The 2013 Budget statement profiled initiatives aimed at fiscal consolidation and those proposals had a funding deficit of eight billion Ghana Cedis anticipated to be financed through borrowing and grants, thus necessitating the re-entry of the country into the international capital markets for alternative sources of funding capital projects at reasonable rates.

The Bond, which has a maturity period of seven to ten years, is subject to market conditions at the time of issue.

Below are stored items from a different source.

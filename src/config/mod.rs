mod env_manager;

use std::fs;
use std::path::{Path, PathBuf};
use std::time::Duration;

use serde::{Deserialize, Serialize};

use crate::consensus::ConsensusMethod;
use crate::error::{AgentError, Result};

pub use env_manager::apply_env_overrides;

/// Main configuration struct for the agent core
///
/// Every section falls back to its defaults when missing from the TOML file,
/// so a config file only needs to name the knobs it changes.
#[derive(Debug, Clone, Serialize, Deserialize)]
#[serde(default)]
pub struct Config {
    /// Default log level when `RUST_LOG` is not set
    pub log_level: String,
    /// Scheduling, retry and timeout settings
    pub orchestrator: OrchestratorConfig,
    /// Event bus settings
    pub events: EventConfig,
    /// Case memory settings
    pub memory: MemoryConfig,
    /// Anomaly detection thresholds
    pub monitoring: MonitoringConfig,
    /// Confidence loop and language-model settings
    pub judge: JudgeConfig,
    /// Consensus defaults
    pub consensus: ConsensusConfig,
    /// Adaptive weight learning settings
    pub learning: LearningConfig,
}

/// Orchestrator scheduling and recovery settings
#[derive(Debug, Clone, Serialize, Deserialize)]
#[serde(default)]
pub struct OrchestratorConfig {
    /// Maximum attempts per agent, first try included
    pub max_attempts: u32,
    /// Delay before the first retry
    pub base_delay_ms: u64,
    /// Upper bound for the exponential backoff
    pub max_delay_ms: u64,
    /// Time budget for a single agent attempt
    pub agent_timeout_ms: u64,
    /// Time budget for a whole pipeline run
    pub pipeline_timeout_ms: u64,
    /// Maximum agents dispatched concurrently within one run
    pub max_parallel: usize,
}

/// Event bus settings
#[derive(Debug, Clone, Serialize, Deserialize)]
#[serde(default)]
pub struct EventConfig {
    /// Ring buffer size for event history
    pub history_capacity: usize,
}

/// Case memory settings
#[derive(Debug, Clone, Serialize, Deserialize)]
#[serde(default)]
pub struct MemoryConfig {
    /// Cases scoring below this similarity are not returned
    pub similarity_floor: f64,
    /// Experience gap (years) at which the experience similarity reaches zero
    pub experience_span_years: f64,
}

/// Anomaly detection thresholds
#[derive(Debug, Clone, Serialize, Deserialize)]
#[serde(default)]
pub struct MonitoringConfig {
    /// Samples retained per agent
    pub window_size: usize,
    /// Samples required before success-rate and confidence checks fire
    pub min_samples: usize,
    /// Success rate below this raises a warning
    pub warning_success_rate: f64,
    /// Success rate below this raises a critical alert
    pub critical_success_rate: f64,
    /// Mean duration above this raises a warning
    pub duration_ceiling_ms: u64,
    /// Mean confidence below this raises a warning
    pub min_mean_confidence: f64,
}

/// Confidence loop settings
#[derive(Debug, Clone, Serialize, Deserialize)]
#[serde(default)]
pub struct JudgeConfig {
    /// Confidence at which the loop stops refining
    pub confidence_threshold: f64,
    /// Hard cap on judge calls per evaluation
    pub max_iterations: u32,
    /// Temperature of the first judge call
    pub base_temperature: f32,
    /// Temperature increase for each consistency re-ask
    pub temperature_step: f32,
    /// Optional language-model endpoint; rule-based judging when absent
    pub llm: Option<LlmConfig>,
}

/// Language-model endpoint settings
#[derive(Debug, Clone, Serialize, Deserialize)]
#[serde(default)]
pub struct LlmConfig {
    /// Chat-completions compatible endpoint URL
    pub endpoint: String,
    /// Model name sent with each request
    pub model: String,
    /// Environment variable holding the API key
    pub api_key_env: String,
    /// Request timeout
    pub timeout_ms: u64,
}

/// Consensus defaults
#[derive(Debug, Clone, Serialize, Deserialize)]
#[serde(default)]
pub struct ConsensusConfig {
    /// Method used when the caller does not pick one
    pub default_method: ConsensusMethod,
    /// Maximum opinions dropped by the debate method
    pub debate_max_rounds: usize,
    /// Debate stops once the score range falls under this value
    pub debate_tolerance: f64,
    /// Agreement below this flags the result as low agreement
    pub low_agreement_threshold: f64,
}

/// Adaptive weight learning settings
#[derive(Debug, Clone, Serialize, Deserialize)]
#[serde(default)]
pub struct LearningConfig {
    /// Multiplier applied to the summed review signal
    pub learning_rate: f64,
    /// Lower bound for any component weight before renormalisation
    pub min_weight: f64,
    /// Upper bound for any component weight before renormalisation
    pub max_weight: f64,
    /// Largest change proposed in one learning pass
    pub max_change: f64,
    /// Changes at or below this magnitude are not proposed
    pub min_change: f64,
    /// Reviews required before anything is proposed
    pub min_reviews: usize,
    /// Review count at which a proposal reaches full confidence
    pub full_confidence_reviews: usize,
    /// Default confidence gate for applying proposals
    pub min_apply_confidence: f64,
}

impl Config {
    /// Loads configuration from the default config file location
    ///
    /// If the config file doesn't exist, returns the default configuration.
    /// Environment overrides are applied in both cases.
    pub fn load() -> Result<Self> {
        let config_path = Self::default_path()
            .ok_or_else(|| AgentError::Config("Could not find config directory".into()))?;

        let mut config = if config_path.exists() {
            Self::from_file(&config_path)?
        } else {
            Self::default()
        };
        config.apply_env();
        config.validate()?;
        Ok(config)
    }

    /// Applies `FAIRFOUND_*` environment overrides in place
    pub fn apply_env(&mut self) {
        apply_env_overrides(self);
    }

    /// Reads and validates a TOML config file
    pub fn from_file(path: &Path) -> Result<Self> {
        let content = fs::read_to_string(path)
            .map_err(|e| AgentError::Config(format!("Failed to read config file {}: {}", path.display(), e)))?;
        let config: Self = toml::from_str(&content)?;
        config.validate()?;
        Ok(config)
    }

    /// Default config file path, if the platform has a config directory
    pub fn default_path() -> Option<PathBuf> {
        dirs::config_dir().map(|d| d.join("fairfound-agents").join("config.toml"))
    }

    /// Rejects settings that would make the core misbehave
    pub fn validate(&self) -> Result<()> {
        let o = &self.orchestrator;
        if o.max_attempts == 0 {
            return Err(AgentError::Config("orchestrator.max_attempts must be at least 1".into()));
        }
        if o.max_parallel == 0 {
            return Err(AgentError::Config("orchestrator.max_parallel must be at least 1".into()));
        }
        if o.base_delay_ms > o.max_delay_ms {
            return Err(AgentError::Config("orchestrator.base_delay_ms exceeds max_delay_ms".into()));
        }
        if self.events.history_capacity == 0 {
            return Err(AgentError::Config("events.history_capacity must be at least 1".into()));
        }
        let m = &self.monitoring;
        if m.window_size == 0 {
            return Err(AgentError::Config("monitoring.window_size must be at least 1".into()));
        }
        if m.critical_success_rate > m.warning_success_rate {
            return Err(AgentError::Config(
                "monitoring.critical_success_rate must not exceed warning_success_rate".into(),
            ));
        }
        if !(0.0..=1.0).contains(&self.judge.confidence_threshold) {
            return Err(AgentError::Config("judge.confidence_threshold must be within [0, 1]".into()));
        }
        if self.judge.max_iterations == 0 {
            return Err(AgentError::Config("judge.max_iterations must be at least 1".into()));
        }
        // every judge call of one confidence loop runs inside a single agent attempt
        if let Some(llm) = &self.judge.llm {
            let loop_budget = llm.timeout_ms.saturating_mul(u64::from(self.judge.max_iterations));
            if loop_budget > o.agent_timeout_ms {
                return Err(AgentError::Config(format!(
                    "judge.llm.timeout_ms × judge.max_iterations ({}ms) exceeds orchestrator.agent_timeout_ms ({}ms)",
                    loop_budget, o.agent_timeout_ms
                )));
            }
        }
        let l = &self.learning;
        if l.min_weight > l.max_weight {
            return Err(AgentError::Config("learning.min_weight exceeds max_weight".into()));
        }
        Ok(())
    }

    /// Serializes the effective configuration as TOML
    pub fn to_toml(&self) -> Result<String> {
        toml::to_string_pretty(self).map_err(|e| AgentError::Config(e.to_string()))
    }
}

impl OrchestratorConfig {
    /// Per-attempt timeout as a `Duration`
    pub fn agent_timeout(&self) -> Duration {
        Duration::from_millis(self.agent_timeout_ms)
    }

    /// Whole-run timeout as a `Duration`
    pub fn pipeline_timeout(&self) -> Duration {
        Duration::from_millis(self.pipeline_timeout_ms)
    }
}

impl Default for Config {
    fn default() -> Self {
        Self {
            log_level: "info".to_string(),
            orchestrator: OrchestratorConfig::default(),
            events: EventConfig::default(),
            memory: MemoryConfig::default(),
            monitoring: MonitoringConfig::default(),
            judge: JudgeConfig::default(),
            consensus: ConsensusConfig::default(),
            learning: LearningConfig::default(),
        }
    }
}

impl Default for OrchestratorConfig {
    fn default() -> Self {
        Self {
            max_attempts: 3,
            base_delay_ms: 200,
            max_delay_ms: 2_000,
            agent_timeout_ms: 30_000,
            pipeline_timeout_ms: 120_000,
            max_parallel: 4,
        }
    }
}

impl Default for EventConfig {
    fn default() -> Self {
        Self { history_capacity: 1000 }
    }
}

impl Default for MemoryConfig {
    fn default() -> Self {
        Self {
            similarity_floor: 0.3,
            experience_span_years: 5.0,
        }
    }
}

impl Default for MonitoringConfig {
    fn default() -> Self {
        Self {
            window_size: 100,
            min_samples: 10,
            warning_success_rate: 0.90,
            critical_success_rate: 0.75,
            duration_ceiling_ms: 5_000,
            min_mean_confidence: 0.70,
        }
    }
}

impl Default for JudgeConfig {
    fn default() -> Self {
        Self {
            confidence_threshold: 0.8,
            max_iterations: 3,
            base_temperature: 0.3,
            temperature_step: 0.2,
            llm: None,
        }
    }
}

impl Default for LlmConfig {
    fn default() -> Self {
        Self {
            endpoint: String::new(),
            model: "gpt-4o-mini".to_string(),
            api_key_env: "FAIRFOUND_LLM_API_KEY".to_string(),
            timeout_ms: 8_000,
        }
    }
}

impl Default for ConsensusConfig {
    fn default() -> Self {
        Self {
            default_method: ConsensusMethod::WeightedAverage,
            debate_max_rounds: 3,
            debate_tolerance: 0.1,
            low_agreement_threshold: 0.7,
        }
    }
}

impl Default for LearningConfig {
    fn default() -> Self {
        Self {
            learning_rate: 0.05,
            min_weight: 0.05,
            max_weight: 0.50,
            max_change: 0.05,
            min_change: 0.001,
            min_reviews: 10,
            full_confidence_reviews: 50,
            min_apply_confidence: 0.5,
        }
    }
}

#[cfg(test)]
mod tests {
    use super::*;
    use std::io::Write;
    use tempfile::NamedTempFile;

    #[test]
    fn test_defaults_are_valid() -> Result<()> {
        let config = Config::default();
        config.validate()?;
        assert_eq!(config.orchestrator.max_attempts, 3);
        assert_eq!(config.judge.max_iterations, 3);
        assert!((config.judge.confidence_threshold - 0.8).abs() < f64::EPSILON);
        Ok(())
    }

    #[test]
    fn test_partial_file_keeps_other_defaults() -> Result<()> {
        let mut file = NamedTempFile::new()?;
        writeln!(file, "[orchestrator]\nmax_attempts = 5\n\n[judge]\nconfidence_threshold = 0.9")?;

        let config = Config::from_file(file.path())?;
        assert_eq!(config.orchestrator.max_attempts, 5);
        assert_eq!(config.orchestrator.max_parallel, 4);
        assert!((config.judge.confidence_threshold - 0.9).abs() < f64::EPSILON);
        assert_eq!(config.events.history_capacity, 1000);
        Ok(())
    }

    #[test]
    fn test_validation_rejects_inverted_thresholds() {
        let mut config = Config::default();
        config.monitoring.critical_success_rate = 0.95;
        assert!(matches!(config.validate(), Err(AgentError::Config(_))));
    }

    #[test]
    fn test_llm_loop_must_fit_agent_timeout() {
        let mut config = Config::default();
        config.judge.llm = Some(LlmConfig {
            endpoint: "http://localhost:9999/v1/chat/completions".into(),
            ..LlmConfig::default()
        });
        assert!(config.validate().is_ok());

        if let Some(llm) = config.judge.llm.as_mut() {
            llm.timeout_ms = 20_000;
        }
        let err = config.validate().unwrap_err();
        assert!(matches!(err, AgentError::Config(ref m) if m.contains("agent_timeout_ms")));

        config.orchestrator.agent_timeout_ms = 60_000;
        assert!(config.validate().is_ok());
    }

    #[test]
    fn test_method_serializes_snake_case() -> Result<()> {
        let text = Config::default().to_toml()?;
        assert!(text.contains("default_method = \"weighted_average\""));
        Ok(())
    }
}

Barclays Debt Capital and Citi Group will jointly manage the transaction, whilst EDC Stockbrokers and the Strategic African Securities would co-manage the deal.

About 284 million dollars of the Bond would be utilized on capital expenditures in the 2013 budget statement, whilst 103 million dollars would be used as counterpart funding for projects already approved.

An amount of 363 million dollars of the Bond would go to re-financing of maturing domestic debt to reduce cost of borrowing and a further 250 million dollars would be employed on partial and gradual redemption of the Ghana 2017 Eurobond.

According to the Report of the Finance Committee of Parliament the bond issue will cost the country some 2.1 million dollars as fees and expenses on transaction advisers.

Surprisingly, the debate on the issue on the floor of the House was not characterized by the acrimonious partisan banter associated with such transactions, as both sides considered critically the benefits of the arrangement.

The minority, however, insisted that the terms and conditions of the bond should be attached to the arrangement before the legislature approved the financial deal.

This was in reference to comments that were made by the Speaker of Parliament, Edward Doe Adjaho, the Majority Leader Benjamin Kunbuor and President John Dramani Mahama, who whiles members of the House on the minority side in the Fourth Parliament, insisted that the terms and conditions of the first Eurobond that was issued in 2007 be furnished before the House before legislative approval was given.

Thus Deputy Minority Leader Dominic Nitiwul asked that the request by government be withdrawn until such a time when those terms and conditions were brought before the House to be scrutinized.

But Speaker said he stood by the statement he made concerning the first Eurobond in the Fourth Parliament, maintaining that it was better for the House to grant the request because of various judgments emanating from the Supreme Court on some international business transaction.

He insisted that irrespective of whatever happens, government should furnish the House with the terms and conditions of the transaction and that the lawmakers should resolve to monitor the process diligently.

Finance Minister Seth Terkper assured the House that those concerns would be addressed and that government was bent on moving the country in the right direction by taking advantage of the international markets to fast-track the development needs of Ghana.

He was optimistic that the transaction would go well and that investors would show similar or more interest in the 2013 bond issue like the 2007 bond that was over-subscribed.

But some minority members held contrary views on the transaction, contending that it was imprudent to pursue that plan because it would only increase the country’ debt stock which currently stood at about GHȼ38.3 billion.

Dr Mark Assibey- Yeboah, Member for New Juaben South, said the issuance of the Eurobond will increase Ghana’s debt stock faster because the country would be drawing down on the long awaited China Development Bank loan “and our debt will just get bigger and bigger”.